All works of Utopian literature are designed to present ideologies and protest. Through this they have maintained their popularity whilst retaining the ability to reformulate. This ability to reformulate itself has created a way for authors to explore and investigate ideologies and protests whilst keeping the issues contextual to the time. More has done this extremely well, establishing the genre at the beginning of the 16th century, in his novella Utopia.
By using Rafael as the narrator he successfully presents his alternative of a communistic style state where everyone is equal, whilst keeping him safe; also convincing them that it was a non-fiction text and as a result protecting himself from punishment. He did this so successfully that many men set off in their boats in search of the island. This satire is part of what I think has cause the continued popularity of the text. Alma De Groen subverts More’s form of a single setting novella by creating play in two time frames; the present scene and the 1922 scene.
De Groen takes us on a journey through Katherine Mansfield’s eyes and we see two worlds, the patriarchal society of 1922 and the matriarchal society of the present. Catch 22 by Joseph Heller, is a novel, published in 1961, that focuses on the corruption of war. Given the context this novel was very popular because of recent and current war times affecting people. Utopia has remained a popular text for centuries due to the fact that it was believed to be a non-fictional tale.
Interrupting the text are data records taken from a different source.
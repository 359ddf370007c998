//! Fitness-proportional selection and population statistics.
//!
//! Each tree is drawn with probability `|score| / Σ|score|`, with
//! replacement. Whether the draw actually replaces the working population is
//! governed by [`SelectionPolicy`].

// Selection uses intentional casts for statistics
#![allow(clippy::cast_precision_loss)]

use rand::Rng;
use rand::distributions::WeightedIndex;
use serde::{Deserialize, Serialize};

/// What to do with the resampled trees.
#[derive(Debug, Clone, Copy, PartialEq, Eq, Default, Serialize, Deserialize)]
#[serde(rename_all = "snake_case")]
pub enum SelectionPolicy {
    /// Draw the sample but keep the working population as it is.
    #[default]
    Discard,
    /// Overwrite the working population with the sample.
    Replace,
}

/// Normalized absolute scores.
///
/// Returns `None` when the total is zero or not finite, in which case no
/// meaningful proportions exist.
#[must_use]
pub fn selection_weights(scores: &[f64]) -> Option<Vec<f64>> {
    let total: f64 = scores.iter().map(|s| s.abs()).sum();
    if !total.is_finite() || total <= 0.0 {
        return None;
    }
    Some(scores.iter().map(|s| s.abs() / total).collect())
}

/// Draw `count` indices with replacement, weighted by [`selection_weights`].
///
/// Falls back to a uniform draw when the weights are degenerate.
#[must_use]
pub fn resample<R: Rng>(scores: &[f64], count: usize, rng: &mut R) -> Vec<usize> {
    if scores.is_empty() {
        return Vec::new();
    }
    match selection_weights(scores).and_then(|w| WeightedIndex::new(w).ok()) {
        Some(dist) => (0..count).map(|_| rng.sample(&dist)).collect(),
        None => (0..count).map(|_| rng.gen_range(0..scores.len())).collect(),
    }
}

/// Index of the highest score, first occurrence on ties.
///
/// NaN scores lose to any number; if every score is NaN the first index is
/// returned. `None` only for an empty slice.
#[must_use]
pub fn best_index(scores: &[f64]) -> Option<usize> {
    let mut best: Option<(usize, f64)> = None;
    for (i, &score) in scores.iter().enumerate() {
        if score.is_nan() {
            continue;
        }
        if best.is_none_or(|(_, top)| score > top) {
            best = Some((i, score));
        }
    }
    match best {
        Some((i, _)) => Some(i),
        None if scores.is_empty() => None,
        None => Some(0),
    }
}

/// Summary of one generation's scores.
#[derive(Debug, Clone, Copy, PartialEq, Serialize)]
pub struct FitnessStats {
    /// Lowest score.
    pub min: f64,
    /// Highest score.
    pub max: f64,
    /// Mean score.
    pub mean: f64,
    /// Standard deviation.
    pub std: f64,
}

impl FitnessStats {
    /// Calculate statistics from fitness values.
    #[must_use]
    pub fn from_fitness(fitness: &[f64]) -> Self {
        if fitness.is_empty() {
            return Self {
                min: 0.0,
                max: 0.0,
                mean: 0.0,
                std: 0.0,
            };
        }

        let sum: f64 = fitness.iter().sum();
        let mean = sum / fitness.len() as f64;
        let max = fitness.iter().copied().fold(f64::NEG_INFINITY, f64::max);
        let min = fitness.iter().copied().fold(f64::INFINITY, f64::min);
        let variance: f64 =
            fitness.iter().map(|f| (f - mean).powi(2)).sum::<f64>() / fitness.len() as f64;

        Self {
            min,
            max,
            mean,
            std: variance.sqrt(),
        }
    }
}

#[cfg(test)]
mod tests {
    use super::*;
    use rand::SeedableRng;
    use rand::rngs::SmallRng;

    #[test]
    fn test_weights_use_absolute_values() {
        let weights = selection_weights(&[1.0, -3.0, 0.0]).unwrap();
        assert!((weights[0] - 0.25).abs() < 1e-12);
        assert!((weights[1] - 0.75).abs() < 1e-12);
        assert!(weights[2].abs() < 1e-12);
    }

    #[test]
    fn test_degenerate_weights() {
        assert!(selection_weights(&[0.0, 0.0]).is_none());
        assert!(selection_weights(&[1.0, f64::INFINITY]).is_none());
        assert!(selection_weights(&[1.0, f64::NAN]).is_none());
    }

    #[test]
    fn test_resample_prefers_heavier() {
        let mut rng = SmallRng::seed_from_u64(42);
        let picks = resample(&[0.1, 0.0, 9.9], 1000, &mut rng);
        assert_eq!(picks.len(), 1000);
        assert!(!picks.contains(&1));
        let heavy = picks.iter().filter(|&&i| i == 2).count();
        assert!(heavy > 900);
    }

    #[test]
    fn test_resample_uniform_fallback() {
        let mut rng = SmallRng::seed_from_u64(42);
        let picks = resample(&[0.0, 0.0, 0.0], 300, &mut rng);
        for i in 0..3 {
            assert!(picks.contains(&i));
        }
        assert!(resample(&[], 5, &mut rng).is_empty());
    }

    #[test]
    fn test_best_index_first_max() {
        assert_eq!(best_index(&[1.0, 5.0, 5.0, 2.0]), Some(1));
        assert_eq!(best_index(&[f64::NAN, -1.0]), Some(1));
        assert_eq!(best_index(&[f64::NAN, f64::NAN]), Some(0));
        assert_eq!(best_index(&[]), None);
    }

    #[test]
    fn test_fitness_stats() {
        let stats = FitnessStats::from_fitness(&[1.0, 2.0, 3.0, 4.0, 5.0]);
        assert!((stats.mean - 3.0).abs() < 0.001);
        assert!((stats.max - 5.0).abs() < 0.001);
        assert!((stats.min - 1.0).abs() < 0.001);
    }
}
// Allow unwrap and unreadable literals in tests (test code is not production)
#![cfg_attr(test, allow(clippy::unwrap_used))]
#![cfg_attr(test, allow(clippy::unreadable_literal))]
//! Grove: tree-based genetic programming for symbolic regression.
//!
//! This crate evolves populations of expression trees with:
//! - Arena-backed trees addressed by preorder index
//! - Subtree crossover and mutation with incremental size bookkeeping
//! - Fitness-proportional resampling
//! - Seeded, reproducible runs
//!
//! # Architecture
//!
//! ```text
//! ┌─────────────────────────────────────┐
//! │        CLI / run files              │
//! ├─────────────────────────────────────┤
//! │        Evolution loop               │
//! ├─────────────────────────────────────┤
//! │    Expression trees (ndarray)       │
//! └─────────────────────────────────────┘
//! ```

pub mod config;
pub mod error;
pub mod gp;
pub mod problem;

pub use config::{LoadError, RunConfig};
pub use error::{ConfigError, ConfigResult, EvalError};

// Re-export key types at crate root for convenience
pub use gp::{EvolutionConfig, Population, PrimitiveSet, Tree};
He cleverly used the character “Raphael Nonsenso” as his narrator to present his the story of Utopia which masks his protest against the feudal system and the monarchy of Tudor England. * He also used made up satirical names based on Greek words to protect himself, for example, Utopia means ‘no place’ in Greek.
* These tricks enabled More to make his protest with less risk of retribution from the King and others in power in Tudor England Rivers of China is a powerful text published in the 1980s making us question feminism. It contrasts the patriarchal society of the early twentieth century with an imaginary matriarchal society in the late twentieth century. But what the play is really doing is making us question the gender roles that currently exist.
* De Groen does this by cleverly switching the roles of men and women in the imaginary society of the late twentieth century. * For example, in the imaginary society, women have the powerful jobs such as doctor and men are in lesser roles such as the orderly in the hospital. In the opening scene Audra, the doctor, is a woman portrayed with traditional male characteristics, strong and dominant, unemotional, and says to Wayne “you’re cute, you’re funny, you make me laugh, and when I can get you to shut up, I like going to bed with you. That’s all there is to it”.
* Wayne is portrayed as traditionally female, needy and emotional because he wants more from the relationship. Catch 22 uses its odd and dysfunctional characters and plots to portray the absurdity of war. For example, in one scene Colonel Cathcart is feeling generous and tries to promote the absurdly named Major Major Major Major but he is rebuked by his superiors as they only have one Major Major Major Major and don’t want to lose him. Colonel Cathcart then sulkily threatens to bust Major Major Major Major down to Lieutenant and is teased by his colleague Colonel Corn who points out that they probably won’t let him do this either, for the same reason. * In another scene, Doc Daneeka is pronounced dead as his name was listed on a mission where there were no survivors.
The fact that he didn’t actually go on the mission and was actually alive didn’t stop the army from paying his ‘widow’ a pension and several insurance policies. In conclusion * Utopian literature has remained popular for many centuries. * The formula remains constant – using fictional writing to protest against current ideologies and/or presenting alternate ideologies * However, the context of each story changes to raise issues relevant to the time of writing. In More’s Utopia written in 16th century Tudor England we have a protest against feudal society and the presentation of a communist ideology. * In de Groen’s Rivers of China written in the late twentieth century following a wave of feminism in Australia we have a protest of patriarchal society and the presentation of the alternate matriarchal society. * In Heller’s Catch 22 we have a protest against war and a presentation of an ideology that ridicules war. Each of these works opens up the possibilities of new ways of thinking and it is this creativity and its relation to the current day issues that keeps the readers interested. Even though De Groen and Heller didn’t have to hide behind the fiction style utopian genre, they chose it anyway to get their messages across. People are more likely to accept the ideology presented when it is given as a story or a metaphor, than if the authors just wrote openly critiques of war or gender roles.